Menurut Edwin, tak hanya Ajo Kawir, sang jagoan kampung yang terjebak dengan ekspektasinya sebagai laki-laki di dunia maskulin, ada juga sosok Iteung, karakter cewek yang berhasil mengimbanginya dalam hal beraksi laga dan bernyali tinggi.

"Iteung yang diperankan oleh Ladya Cheryl tampil berenergi sebagai cewek badass yang bukan cuma menjadi kekasih bagi Ajo, tapi juga jagoan yang punya kekuatan setara dengan Ajo Kawir. Iteung juga punya traumanya sendiri sebagai perempuan yang harus hidup di dunia yang maskulin,"imbuh Edwin.

Berlatar waktu di akhir tahun 80an dan awal 90an, film ‘Seperti Dendam, Rindu Harus Dibayar Tuntas’ berusaha menghadirkan estetika sinema dari era tersebut melalui banyak cara. Salah satunya adalah penggunaan seluloid yang menurutnya merepresentasikan realita sehari-hari yang paling tepat untuk menggambarkan perasaan dan ingatannya terhadap periode 80/90an.
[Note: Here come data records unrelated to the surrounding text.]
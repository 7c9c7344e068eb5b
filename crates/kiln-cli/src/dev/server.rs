//! Development server lifecycle.
//!
//! Wires the watcher, the build coordinator and the HTTP/WebSocket routes
//! together and tears them down in a fixed order.

use crate::dev::builder::Builder;
use crate::dev::config::ServerConfig;
use crate::dev::coordinator::BuildCoordinator;
use crate::dev::events::{DiagnosticsSink, EventRouter, ResultsSink};
use crate::dev::registry::ConnectionRegistry;
use crate::dev::routes::{self, AppState};
use crate::dev::shutdown::{ShutdownHandle, StopReason};
use crate::dev::watcher::{PathWatcher, WatchOptions};
use crate::error::{CliError, Result, WatchError};
use crate::ui;
use std::net::SocketAddr;
use std::path::PathBuf;
use std::sync::Arc;
use std::time::Duration;
use tokio::net::TcpListener;
use tokio::sync::oneshot;
use tokio::task::JoinHandle;

/// How long in-flight HTTP requests get to finish on stop.
const GRACEFUL_TIMEOUT: Duration = Duration::from_secs(5);

/// What the server does besides serving files.
pub enum ServeMode {
    /// Rebuild on change and tell pages to reload.
    Watch {
        builder: Arc<dyn Builder>,
        paths: Vec<PathBuf>,
        options: WatchOptions,
        /// Build once right after startup.
        initial_build: bool,
    },
    /// Serve until the page reports a test result.
    OneShot,
}

pub struct DevServer {
    config: Arc<ServerConfig>,
    local_addr: SocketAddr,
    registry: Arc<ConnectionRegistry>,
    shutdown: ShutdownHandle,
    watcher: Option<PathWatcher>,
    coordinator: Option<BuildCoordinator>,
    http_stop: Option<oneshot::Sender<()>>,
    http_task: Option<JoinHandle<std::io::Result<()>>>,
}

impl DevServer {
    /// Bind, start watching and begin serving.
    ///
    /// # Errors
    ///
    /// Fails if the address cannot be bound or any watch path cannot be
    /// watched. Nothing keeps running in that case.
    pub async fn start(
        config: ServerConfig,
        mode: ServeMode,
        diagnostics: Arc<dyn DiagnosticsSink>,
        results: Arc<dyn ResultsSink>,
    ) -> Result<Self> {
        let config = Arc::new(config);
        let registry = Arc::new(ConnectionRegistry::new());
        let shutdown = ShutdownHandle::new();

        let addr = config.socket_addr();
        let listener = TcpListener::bind(addr)
            .await
            .map_err(|source| CliError::Bind { addr, source })?;
        let local_addr = listener.local_addr()?;

        let mut events = EventRouter::new(diagnostics, results);
        let (watcher, coordinator) = match mode {
            ServeMode::Watch {
                builder,
                paths,
                options,
                initial_build,
            } => {
                let coordinator = BuildCoordinator::new(
                    builder,
                    registry.clone(),
                    shutdown.clone(),
                    tokio::runtime::Handle::current(),
                );
                let watcher = start_watcher(paths, options, &coordinator, &shutdown)?;
                if initial_build {
                    coordinator.request_build();
                }
                (Some(watcher), Some(coordinator))
            }
            ServeMode::OneShot => {
                events = events.one_shot(shutdown.clone());
                (None, None)
            }
        };

        let app = routes::router(AppState {
            config: config.clone(),
            registry: registry.clone(),
            events,
        });
        let (stop_tx, stop_rx) = oneshot::channel::<()>();
        let http_task = tokio::spawn(async move {
            axum::serve(listener, app)
                .with_graceful_shutdown(async move {
                    let _ = stop_rx.await;
                })
                .await
        });

        tracing::debug!("Listening on {local_addr}");

        Ok(Self {
            config,
            local_addr,
            registry,
            shutdown,
            watcher,
            coordinator,
            http_stop: Some(stop_tx),
            http_task: Some(http_task),
        })
    }

    pub fn local_addr(&self) -> SocketAddr {
        self.local_addr
    }

    /// URL to open in a browser.
    pub fn local_url(&self) -> String {
        self.config.local_url(self.local_addr.port())
    }

    pub fn config(&self) -> &ServerConfig {
        &self.config
    }

    pub fn registry(&self) -> &Arc<ConnectionRegistry> {
        &self.registry
    }

    pub fn coordinator(&self) -> Option<&BuildCoordinator> {
        self.coordinator.as_ref()
    }

    pub fn shutdown_handle(&self) -> ShutdownHandle {
        self.shutdown.clone()
    }

    /// Resolve when something asks the server to stop.
    pub async fn wait(&self) -> StopReason {
        self.shutdown.wait().await
    }

    /// Stop watching, close every page connection, drain HTTP, then release
    /// the builder.
    pub async fn stop(mut self) -> Result<()> {
        if let Some(watcher) = self.watcher.take() {
            tokio::task::spawn_blocking(move || watcher.stop())
                .await
                .map_err(|e| CliError::Server(format!("Watcher did not stop cleanly: {e}")))?;
        }

        self.registry.close_all();

        if let Some(stop) = self.http_stop.take() {
            let _ = stop.send(());
        }
        if let Some(mut task) = self.http_task.take() {
            match tokio::time::timeout(GRACEFUL_TIMEOUT, &mut task).await {
                Ok(Ok(Ok(()))) => {}
                Ok(Ok(Err(e))) => return Err(CliError::Server(e.to_string())),
                Ok(Err(e)) => return Err(CliError::Server(e.to_string())),
                Err(_) => {
                    ui::warning("Open connections did not close in time, dropping them");
                    task.abort();
                }
            }
        }

        drop(self.coordinator.take());
        tracing::debug!("Dev server stopped");
        Ok(())
    }
}

impl Drop for DevServer {
    fn drop(&mut self) {
        if let Some(stop) = self.http_stop.take() {
            self.registry.close_all();
            let _ = stop.send(());
        }
    }
}

fn start_watcher(
    paths: Vec<PathBuf>,
    options: WatchOptions,
    coordinator: &BuildCoordinator,
    shutdown: &ShutdownHandle,
) -> Result<PathWatcher> {
    let on_batch = {
        let coordinator = coordinator.clone();
        move |changed: Vec<PathBuf>| {
            tracing::debug!("{} path(s) changed", changed.len());
            for path in changed.iter().take(5) {
                tracing::trace!("  {}", path.display());
            }
            coordinator.request_build();
        }
    };
    let on_error = {
        let shutdown = shutdown.clone();
        move |err: WatchError| {
            ui::error(&err.to_string());
            shutdown.trigger(StopReason::Fatal(err.to_string()));
        }
    };

    Ok(PathWatcher::start(paths, options, on_batch, on_error)?)
}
“Referensi saya tentang gambar sangat dipengaruhi oleh imaji-imaji yang terekam dalam berbagai acara TVRI seperti Flora dan Fauna, Sesame Street, hingga Si Unyil yang kebanyakan menggunakan medium pita seluloid 16mm," papar dia.

Meski demikian, Edwin mengakui bahwa keinginannya menggunakan pita seluloid dalam proses shooting film perlu didukung oleh para produser yang gigih dalam merealisasikannya.

"Pita seluloid, selain harganya yang sedikit lebih mahal dibandingkan dengan medium digital, di Indonesia tidak ada lagi laboratorium dan distributor pita film 16mm. Segala pengerjaan laboratorium harus dikerjakan di Jepang," tuturnya.

Di film “Seperti Dendam, Rindu Harus Dibayar Tuntas”, Edwin melakukan kolaborasi internasional dengan menggandeng Director of Photography Akiko Ashizawa yang berasal dari Jepang. Akiko biasa berkolaboasi bersama sutradara kawakan Kiyoshi Kurosawa salah satunya Tokyo Sonata (2008) dan editor dari Thailand, Lee Chatametikool.

Lee dikenal sebagai kolaborator dari sutradara terkemuka Thailand, Apichatpong Weerasethakul. Salah satunya pemenang Cannes Film Festival 2010, ‘Uncle Boonmee Who Can Recall His Past Lives’ (2010).